### What the task requires
Please print only the top portion of the entries below, ending with the line that contains "of side effects.", exactly as written.

====== Extracted entries ======

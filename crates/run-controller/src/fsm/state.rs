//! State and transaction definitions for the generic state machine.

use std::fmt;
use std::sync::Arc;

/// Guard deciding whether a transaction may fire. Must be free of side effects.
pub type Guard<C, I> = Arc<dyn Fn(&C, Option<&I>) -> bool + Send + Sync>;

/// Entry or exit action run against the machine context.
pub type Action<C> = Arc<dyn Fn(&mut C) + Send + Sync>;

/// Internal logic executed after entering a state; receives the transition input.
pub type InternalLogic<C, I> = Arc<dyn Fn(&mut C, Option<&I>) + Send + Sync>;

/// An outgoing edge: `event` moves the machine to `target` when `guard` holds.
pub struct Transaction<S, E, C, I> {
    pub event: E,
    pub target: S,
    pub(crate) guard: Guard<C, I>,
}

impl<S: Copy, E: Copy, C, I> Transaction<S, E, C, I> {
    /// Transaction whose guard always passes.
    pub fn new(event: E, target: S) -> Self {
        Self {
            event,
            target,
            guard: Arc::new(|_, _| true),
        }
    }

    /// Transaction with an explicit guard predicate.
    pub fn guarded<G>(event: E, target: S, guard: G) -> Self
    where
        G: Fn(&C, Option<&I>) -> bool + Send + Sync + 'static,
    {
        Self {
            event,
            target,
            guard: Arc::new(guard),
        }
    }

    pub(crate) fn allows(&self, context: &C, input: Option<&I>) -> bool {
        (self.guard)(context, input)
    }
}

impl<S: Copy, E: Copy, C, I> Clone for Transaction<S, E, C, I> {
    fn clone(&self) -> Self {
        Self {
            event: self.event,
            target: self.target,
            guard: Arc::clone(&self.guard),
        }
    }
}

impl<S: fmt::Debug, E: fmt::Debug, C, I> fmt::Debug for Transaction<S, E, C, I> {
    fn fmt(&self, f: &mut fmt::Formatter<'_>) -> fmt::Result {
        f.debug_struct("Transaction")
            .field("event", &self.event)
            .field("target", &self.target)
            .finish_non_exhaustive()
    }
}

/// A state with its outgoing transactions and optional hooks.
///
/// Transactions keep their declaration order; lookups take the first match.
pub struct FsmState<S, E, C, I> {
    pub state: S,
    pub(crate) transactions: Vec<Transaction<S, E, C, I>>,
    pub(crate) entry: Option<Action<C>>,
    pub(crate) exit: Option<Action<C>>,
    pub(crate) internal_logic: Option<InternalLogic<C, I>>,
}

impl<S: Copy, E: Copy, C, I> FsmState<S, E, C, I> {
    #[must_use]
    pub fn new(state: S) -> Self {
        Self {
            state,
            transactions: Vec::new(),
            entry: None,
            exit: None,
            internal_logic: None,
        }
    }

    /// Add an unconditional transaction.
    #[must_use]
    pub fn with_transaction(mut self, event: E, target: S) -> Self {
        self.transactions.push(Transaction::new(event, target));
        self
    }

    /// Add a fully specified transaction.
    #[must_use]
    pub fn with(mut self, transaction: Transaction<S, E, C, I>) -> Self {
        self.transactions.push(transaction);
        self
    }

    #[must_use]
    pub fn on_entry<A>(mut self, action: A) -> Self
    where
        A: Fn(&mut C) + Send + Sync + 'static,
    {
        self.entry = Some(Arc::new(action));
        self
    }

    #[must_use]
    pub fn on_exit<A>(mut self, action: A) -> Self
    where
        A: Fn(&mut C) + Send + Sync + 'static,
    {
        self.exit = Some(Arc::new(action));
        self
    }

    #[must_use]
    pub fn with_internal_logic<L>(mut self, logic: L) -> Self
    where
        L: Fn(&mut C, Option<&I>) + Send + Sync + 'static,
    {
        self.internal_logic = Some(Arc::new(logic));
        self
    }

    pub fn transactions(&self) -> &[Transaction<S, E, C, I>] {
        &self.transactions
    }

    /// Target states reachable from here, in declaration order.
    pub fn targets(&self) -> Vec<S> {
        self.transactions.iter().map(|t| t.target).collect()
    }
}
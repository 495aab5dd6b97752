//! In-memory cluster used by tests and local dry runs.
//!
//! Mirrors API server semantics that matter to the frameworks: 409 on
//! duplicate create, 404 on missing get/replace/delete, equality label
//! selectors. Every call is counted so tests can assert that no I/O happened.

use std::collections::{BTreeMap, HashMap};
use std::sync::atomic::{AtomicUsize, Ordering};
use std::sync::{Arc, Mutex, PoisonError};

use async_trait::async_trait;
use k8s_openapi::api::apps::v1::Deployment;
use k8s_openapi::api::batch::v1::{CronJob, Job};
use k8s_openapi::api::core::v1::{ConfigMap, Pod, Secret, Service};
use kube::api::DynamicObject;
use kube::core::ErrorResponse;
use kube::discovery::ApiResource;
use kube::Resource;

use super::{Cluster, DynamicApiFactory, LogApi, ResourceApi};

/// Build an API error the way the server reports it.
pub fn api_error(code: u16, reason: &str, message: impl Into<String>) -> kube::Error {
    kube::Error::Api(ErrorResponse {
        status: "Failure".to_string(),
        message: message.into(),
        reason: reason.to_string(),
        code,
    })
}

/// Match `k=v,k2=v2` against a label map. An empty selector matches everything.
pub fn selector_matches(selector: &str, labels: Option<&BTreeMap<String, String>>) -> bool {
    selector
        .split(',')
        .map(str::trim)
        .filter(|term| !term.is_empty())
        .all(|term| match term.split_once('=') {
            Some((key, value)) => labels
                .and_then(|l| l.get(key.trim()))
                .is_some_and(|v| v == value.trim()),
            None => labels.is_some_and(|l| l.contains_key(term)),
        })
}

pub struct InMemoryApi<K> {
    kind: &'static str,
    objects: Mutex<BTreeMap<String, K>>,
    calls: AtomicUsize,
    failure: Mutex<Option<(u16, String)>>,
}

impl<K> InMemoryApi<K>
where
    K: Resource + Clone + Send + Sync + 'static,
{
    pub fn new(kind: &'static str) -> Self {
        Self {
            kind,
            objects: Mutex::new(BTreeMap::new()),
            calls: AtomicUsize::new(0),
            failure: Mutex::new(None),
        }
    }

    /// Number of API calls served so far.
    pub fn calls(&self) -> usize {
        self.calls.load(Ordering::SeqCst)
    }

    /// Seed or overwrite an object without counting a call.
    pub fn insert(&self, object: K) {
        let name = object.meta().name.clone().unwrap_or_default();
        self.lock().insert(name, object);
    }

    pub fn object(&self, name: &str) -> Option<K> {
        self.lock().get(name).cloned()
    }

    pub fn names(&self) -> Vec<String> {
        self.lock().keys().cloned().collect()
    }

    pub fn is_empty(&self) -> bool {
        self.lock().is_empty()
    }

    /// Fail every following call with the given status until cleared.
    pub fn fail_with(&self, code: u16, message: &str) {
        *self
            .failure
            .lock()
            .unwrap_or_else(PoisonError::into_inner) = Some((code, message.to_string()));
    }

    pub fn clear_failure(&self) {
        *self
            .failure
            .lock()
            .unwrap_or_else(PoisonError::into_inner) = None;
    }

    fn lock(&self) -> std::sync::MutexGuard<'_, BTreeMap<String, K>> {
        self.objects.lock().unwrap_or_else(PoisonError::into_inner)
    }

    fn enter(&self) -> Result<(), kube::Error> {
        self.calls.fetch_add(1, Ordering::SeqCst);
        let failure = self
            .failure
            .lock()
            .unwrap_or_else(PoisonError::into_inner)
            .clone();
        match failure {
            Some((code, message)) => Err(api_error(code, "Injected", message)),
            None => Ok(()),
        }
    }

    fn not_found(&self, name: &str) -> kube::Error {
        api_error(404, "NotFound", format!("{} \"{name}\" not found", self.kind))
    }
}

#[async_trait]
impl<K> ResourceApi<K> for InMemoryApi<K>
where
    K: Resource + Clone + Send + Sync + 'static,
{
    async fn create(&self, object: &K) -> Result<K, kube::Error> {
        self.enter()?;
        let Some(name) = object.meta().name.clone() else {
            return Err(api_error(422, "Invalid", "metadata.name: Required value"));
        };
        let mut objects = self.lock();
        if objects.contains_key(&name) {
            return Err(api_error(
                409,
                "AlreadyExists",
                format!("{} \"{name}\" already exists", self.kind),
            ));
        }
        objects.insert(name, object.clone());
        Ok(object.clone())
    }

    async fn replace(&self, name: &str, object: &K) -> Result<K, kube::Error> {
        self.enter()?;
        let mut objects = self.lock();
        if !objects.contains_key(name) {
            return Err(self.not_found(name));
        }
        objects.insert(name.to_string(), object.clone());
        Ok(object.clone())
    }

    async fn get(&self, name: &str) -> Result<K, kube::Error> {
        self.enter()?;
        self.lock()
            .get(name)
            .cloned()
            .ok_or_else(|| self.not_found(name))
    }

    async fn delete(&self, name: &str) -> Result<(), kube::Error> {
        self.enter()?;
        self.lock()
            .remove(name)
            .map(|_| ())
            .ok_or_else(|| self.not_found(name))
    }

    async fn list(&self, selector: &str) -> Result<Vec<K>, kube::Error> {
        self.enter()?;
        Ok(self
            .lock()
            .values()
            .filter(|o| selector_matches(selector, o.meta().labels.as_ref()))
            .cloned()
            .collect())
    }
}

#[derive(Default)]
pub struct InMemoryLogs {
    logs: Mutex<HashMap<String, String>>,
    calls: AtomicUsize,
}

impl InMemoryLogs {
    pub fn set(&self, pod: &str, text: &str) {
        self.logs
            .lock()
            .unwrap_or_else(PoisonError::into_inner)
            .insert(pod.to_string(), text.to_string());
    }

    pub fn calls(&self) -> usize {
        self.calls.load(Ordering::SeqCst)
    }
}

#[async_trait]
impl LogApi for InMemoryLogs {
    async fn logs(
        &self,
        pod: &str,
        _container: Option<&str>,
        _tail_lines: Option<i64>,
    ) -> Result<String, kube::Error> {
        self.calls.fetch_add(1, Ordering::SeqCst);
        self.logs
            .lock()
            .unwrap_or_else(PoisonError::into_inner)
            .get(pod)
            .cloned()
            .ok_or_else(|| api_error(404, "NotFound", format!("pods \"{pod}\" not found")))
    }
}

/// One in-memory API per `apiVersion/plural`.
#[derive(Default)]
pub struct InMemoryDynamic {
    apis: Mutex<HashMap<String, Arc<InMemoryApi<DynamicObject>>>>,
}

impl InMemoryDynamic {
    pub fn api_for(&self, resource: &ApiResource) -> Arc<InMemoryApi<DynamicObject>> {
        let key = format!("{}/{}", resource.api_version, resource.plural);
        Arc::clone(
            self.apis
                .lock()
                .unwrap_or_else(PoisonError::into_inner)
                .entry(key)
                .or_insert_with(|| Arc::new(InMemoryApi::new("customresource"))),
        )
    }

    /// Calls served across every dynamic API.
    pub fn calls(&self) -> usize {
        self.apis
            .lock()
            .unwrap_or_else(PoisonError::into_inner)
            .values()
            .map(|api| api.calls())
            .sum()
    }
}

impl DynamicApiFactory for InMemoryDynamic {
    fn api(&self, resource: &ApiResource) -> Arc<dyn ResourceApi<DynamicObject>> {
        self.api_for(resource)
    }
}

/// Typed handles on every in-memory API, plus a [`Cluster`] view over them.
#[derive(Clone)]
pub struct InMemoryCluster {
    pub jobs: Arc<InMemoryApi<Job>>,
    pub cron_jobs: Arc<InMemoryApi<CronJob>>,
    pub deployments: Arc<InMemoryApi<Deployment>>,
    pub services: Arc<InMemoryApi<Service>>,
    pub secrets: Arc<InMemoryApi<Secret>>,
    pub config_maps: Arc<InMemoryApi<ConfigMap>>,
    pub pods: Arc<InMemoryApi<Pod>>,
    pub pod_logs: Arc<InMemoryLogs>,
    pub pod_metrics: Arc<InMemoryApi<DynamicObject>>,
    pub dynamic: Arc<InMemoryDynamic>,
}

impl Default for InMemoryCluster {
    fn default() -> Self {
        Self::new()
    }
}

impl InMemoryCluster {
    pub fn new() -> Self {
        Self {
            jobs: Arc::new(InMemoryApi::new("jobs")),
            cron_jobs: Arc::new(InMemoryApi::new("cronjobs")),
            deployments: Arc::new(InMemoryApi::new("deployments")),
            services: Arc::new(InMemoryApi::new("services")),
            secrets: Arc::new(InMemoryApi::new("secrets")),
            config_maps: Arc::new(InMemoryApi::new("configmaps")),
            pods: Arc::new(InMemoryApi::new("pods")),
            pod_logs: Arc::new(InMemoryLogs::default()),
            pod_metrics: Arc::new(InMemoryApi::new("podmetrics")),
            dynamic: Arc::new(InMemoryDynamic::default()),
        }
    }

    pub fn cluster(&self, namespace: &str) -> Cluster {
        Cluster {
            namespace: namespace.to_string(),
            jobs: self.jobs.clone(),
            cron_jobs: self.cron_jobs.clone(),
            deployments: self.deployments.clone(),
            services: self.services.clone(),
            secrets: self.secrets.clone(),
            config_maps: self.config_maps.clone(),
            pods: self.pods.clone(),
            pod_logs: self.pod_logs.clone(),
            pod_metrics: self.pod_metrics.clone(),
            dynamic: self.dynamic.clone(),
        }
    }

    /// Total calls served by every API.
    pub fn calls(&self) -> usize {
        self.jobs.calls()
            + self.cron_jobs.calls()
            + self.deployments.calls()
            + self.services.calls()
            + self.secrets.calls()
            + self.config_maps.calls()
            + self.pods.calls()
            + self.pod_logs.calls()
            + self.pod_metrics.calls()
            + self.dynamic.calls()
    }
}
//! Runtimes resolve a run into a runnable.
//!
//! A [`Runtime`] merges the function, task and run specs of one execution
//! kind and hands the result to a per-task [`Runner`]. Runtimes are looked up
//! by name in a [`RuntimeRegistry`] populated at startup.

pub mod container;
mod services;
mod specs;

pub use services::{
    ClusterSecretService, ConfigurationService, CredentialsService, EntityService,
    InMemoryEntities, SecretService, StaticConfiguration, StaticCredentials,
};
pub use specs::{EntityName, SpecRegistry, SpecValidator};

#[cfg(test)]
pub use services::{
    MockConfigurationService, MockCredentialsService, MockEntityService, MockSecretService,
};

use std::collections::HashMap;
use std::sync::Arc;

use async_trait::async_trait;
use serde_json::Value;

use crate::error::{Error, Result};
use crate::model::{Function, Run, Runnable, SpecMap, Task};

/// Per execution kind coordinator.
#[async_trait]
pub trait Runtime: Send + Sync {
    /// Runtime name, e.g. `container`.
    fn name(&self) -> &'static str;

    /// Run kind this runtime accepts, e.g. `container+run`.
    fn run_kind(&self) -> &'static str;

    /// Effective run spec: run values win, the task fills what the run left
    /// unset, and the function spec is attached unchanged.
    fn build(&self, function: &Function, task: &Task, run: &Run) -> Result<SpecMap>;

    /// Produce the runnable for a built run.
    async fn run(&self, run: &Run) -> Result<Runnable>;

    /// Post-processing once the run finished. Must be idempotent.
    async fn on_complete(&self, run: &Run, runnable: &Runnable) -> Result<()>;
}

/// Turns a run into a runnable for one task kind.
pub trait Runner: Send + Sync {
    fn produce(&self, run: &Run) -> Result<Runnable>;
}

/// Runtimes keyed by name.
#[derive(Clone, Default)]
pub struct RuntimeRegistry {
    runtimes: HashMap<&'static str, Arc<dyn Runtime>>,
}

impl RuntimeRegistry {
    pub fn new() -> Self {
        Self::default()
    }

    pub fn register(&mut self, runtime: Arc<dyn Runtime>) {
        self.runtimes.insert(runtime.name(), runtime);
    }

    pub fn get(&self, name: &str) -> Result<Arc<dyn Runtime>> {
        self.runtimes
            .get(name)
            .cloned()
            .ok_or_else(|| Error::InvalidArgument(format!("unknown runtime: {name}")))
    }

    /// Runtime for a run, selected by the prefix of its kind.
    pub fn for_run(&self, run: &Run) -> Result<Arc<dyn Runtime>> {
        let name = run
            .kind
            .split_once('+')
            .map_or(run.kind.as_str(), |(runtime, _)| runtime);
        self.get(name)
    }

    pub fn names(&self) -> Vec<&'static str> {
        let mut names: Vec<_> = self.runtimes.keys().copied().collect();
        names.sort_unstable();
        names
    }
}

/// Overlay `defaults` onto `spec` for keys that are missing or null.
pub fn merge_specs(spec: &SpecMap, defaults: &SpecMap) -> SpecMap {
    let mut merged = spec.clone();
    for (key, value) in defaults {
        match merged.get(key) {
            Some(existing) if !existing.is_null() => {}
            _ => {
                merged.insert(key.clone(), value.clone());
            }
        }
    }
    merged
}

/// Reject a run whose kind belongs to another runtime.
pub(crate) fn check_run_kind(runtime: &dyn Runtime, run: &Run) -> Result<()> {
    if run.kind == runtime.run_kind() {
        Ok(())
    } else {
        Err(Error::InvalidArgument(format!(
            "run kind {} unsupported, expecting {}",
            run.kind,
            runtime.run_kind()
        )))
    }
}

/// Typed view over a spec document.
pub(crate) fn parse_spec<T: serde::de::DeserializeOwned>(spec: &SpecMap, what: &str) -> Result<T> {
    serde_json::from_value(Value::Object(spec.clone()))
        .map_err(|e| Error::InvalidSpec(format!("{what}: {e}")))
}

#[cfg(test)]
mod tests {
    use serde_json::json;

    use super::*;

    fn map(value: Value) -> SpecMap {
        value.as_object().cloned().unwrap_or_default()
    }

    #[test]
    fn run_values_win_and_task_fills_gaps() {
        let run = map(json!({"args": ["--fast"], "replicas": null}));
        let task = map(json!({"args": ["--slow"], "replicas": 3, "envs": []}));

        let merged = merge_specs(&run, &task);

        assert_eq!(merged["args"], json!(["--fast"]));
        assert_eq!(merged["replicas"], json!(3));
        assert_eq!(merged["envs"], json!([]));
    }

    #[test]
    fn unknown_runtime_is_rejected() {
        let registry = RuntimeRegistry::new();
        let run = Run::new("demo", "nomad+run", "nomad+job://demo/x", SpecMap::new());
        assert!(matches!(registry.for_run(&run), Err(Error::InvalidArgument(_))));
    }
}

======

### Written answer
filename crates/run-controller/src/fsm/state.rs
//! State and transaction definitions for the generic state machine.

use std::fmt;
use std::sync::Arc;

/// Guard deciding whether a transaction may fire. Must be free of side effects.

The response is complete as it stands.